2. Acknowledge that others have insecurities and sometimes the same exact one. When we see someone else's insecurity we realize just how ridiculous and unnecessary they actually are. For example, I have almost always been self-conscious about my teeth and trained myself to always smile with my mouth closed. They are a bit crooked and fail the tissue test miserably. A friend of mine told me that she had the same insecurity. I was dumbfounded. She had the most beautiful smile. Her whole face lit up. She was radiant. How could she be embarrassed? Then I remembered my own embarrassment of my own smile. I remembered that people had told me I had a beautiful smile, just like I told her. I could see the parallels in our situations and insecurities. How could I tell her to love her smile when I didn't love mine? And in that realization, I could fight my insecurity.

3. Do not compare yourself to other people. You can't look at someone completely different from you and then want to be them. You can't be them and they can't be you. I was comparing myself to a yogi. She was so beautiful and was in incredible shape. But even though she is athletic and tough, I feminine and creative. I would rather write or work on my projects than go for a run.

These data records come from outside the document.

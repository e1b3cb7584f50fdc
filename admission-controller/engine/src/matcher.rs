//! Decides whether a rule applies to the resource of a request.

use kyverno_admission_core::{context::operation_name, PolicyContext};
use kyverno_admission_k8s_api::{
    policy::{MatchResources, ResourceDescription, ResourceFilter, Rule},
    Labels,
};
use regex::Regex;
use serde_json::Value;

/// A rule applies when its `match` block selects the resource and its
/// `exclude` block, if any, does not.
pub fn rule_applies(rule: &Rule, ctx: &PolicyContext) -> bool {
    if !selects(&rule.match_resources, ctx) {
        return false;
    }
    !rule.exclude.as_ref().is_some_and(|ex| selects(ex, ctx))
}

/// An empty block selects nothing. Otherwise the top-level filter, every
/// `all` filter and at least one `any` filter must match.
fn selects(block: &MatchResources, ctx: &PolicyContext) -> bool {
    let top = (!is_empty(&block.filter)).then(|| filter_matches(&block.filter, ctx));
    let any = (!block.any.is_empty()).then(|| block.any.iter().any(|f| filter_matches(f, ctx)));
    let all = (!block.all.is_empty()).then(|| block.all.iter().all(|f| filter_matches(f, ctx)));

    let checks = [top, any, all];
    checks.iter().any(Option::is_some) && checks.into_iter().flatten().all(|ok| ok)
}

fn is_empty(filter: &ResourceFilter) -> bool {
    filter.resources.is_none()
        && non_empty(&filter.roles).is_none()
        && non_empty(&filter.cluster_roles).is_none()
}

fn filter_matches(filter: &ResourceFilter, ctx: &PolicyContext) -> bool {
    if let Some(resources) = filter.resources.as_ref() {
        if !description_matches(resources, ctx) {
            return false;
        }
    }

    let info = &ctx.admission_info;
    if let Some(roles) = non_empty(&filter.roles) {
        if !roles.iter().any(|r| info.roles.contains(r)) {
            return false;
        }
    }
    if let Some(roles) = non_empty(&filter.cluster_roles) {
        if !roles.iter().any(|r| info.cluster_roles.contains(r)) {
            return false;
        }
    }

    true
}

fn description_matches(desc: &ResourceDescription, ctx: &PolicyContext) -> bool {
    let resource = ctx.resource();
    let metadata = resource.get("metadata").unwrap_or(&Value::Null);
    let name = ["name", "generateName"]
        .iter()
        .find_map(|k| metadata.get(*k).and_then(Value::as_str))
        .unwrap_or_default();

    if let Some(kinds) = non_empty(&desc.kinds) {
        let kind_matches = kinds.iter().any(|k| {
            let k = k.rsplit('/').next().unwrap_or(k);
            k == "*" || k == ctx.kind
        });
        if !kind_matches {
            return false;
        }
    }

    if let Some(names) = non_empty(&desc.names) {
        if !names.iter().any(|p| glob_matches(p, name)) {
            return false;
        }
    }

    if let Some(namespaces) = non_empty(&desc.namespaces) {
        // A namespace is matched by its own name.
        let ns = if ctx.kind == "Namespace" {
            Some(name)
        } else {
            ctx.namespace.as_deref()
        };
        let Some(ns) = ns else {
            return false;
        };
        if !namespaces.iter().any(|p| glob_matches(p, ns)) {
            return false;
        }
    }

    if let Some(operations) = non_empty(&desc.operations) {
        let op = operation_name(&ctx.operation);
        if !operations.iter().any(|o| o.eq_ignore_ascii_case(op)) {
            return false;
        }
    }

    if let Some(selector) = desc.selector.as_ref() {
        let labels = metadata
            .get("labels")
            .and_then(Value::as_object)
            .into_iter()
            .flatten()
            .filter_map(|(k, v)| Some((k.clone(), v.as_str()?.to_string())))
            .collect::<Labels>();
        if !selector.matches(&labels) {
            return false;
        }
    }

    true
}

fn non_empty(values: &Option<Vec<String>>) -> Option<&Vec<String>> {
    values.as_ref().filter(|v| !v.is_empty())
}

/// Matches `value` against a pattern where `*` matches any sequence and `?`
/// any single character.
pub fn glob_matches(pattern: &str, value: &str) -> bool {
    if !pattern.contains(|c| c == '*' || c == '?') {
        return pattern == value;
    }
    let re = format!(
        "^{}$",
        regex::escape(pattern)
            .replace(r"\*", ".*")
            .replace(r"\?", ".")
    );
    Regex::new(&re).is_ok_and(|re| re.is_match(value))
}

That's who I am.

4. Write them down. I know it can seem daunting to immortalize our most intrusive and antagonizing thoughts about ourselves, but for some odd reason, it works like a charm. I like to think that putting it on paper and making it simply ink on paper and not monstrous possibilities in my mind. Now they are just harmless words out of my head and in a private journal I would write, "You don't know what you're doing," and,"You don't meet you're goals because you're lazy." This is usually followed by, "If you aren't perfect, everything will fall apart and it will be all your fault," and, "Who do you think you are?" and,"you are a failure." Believe it or not the very act of me typing that out has made me breathe easier.

5. Tell someone. If it is getting to the point that it is preventing you from doing or achieving goals, consult someone you can trust. It's vital to look for some kind of help. Vocalize your struggle. Others are probably struggling too, and you will help each other. If you have too, talk to a counselor. There is no shame in it.

6. This is very important to nip constant anxiety and insecurity in the butt. We need to rip it up by its roots. Why are you insecure about our nose or hairy arms or teeth? Did someone pick on you or laugh at you? Was it a parent, friend, or role model? These are all very important questions to getting to the root experience of the fear. Once I realized why I am anxious about things, it gets easier to understand and undermine this fear.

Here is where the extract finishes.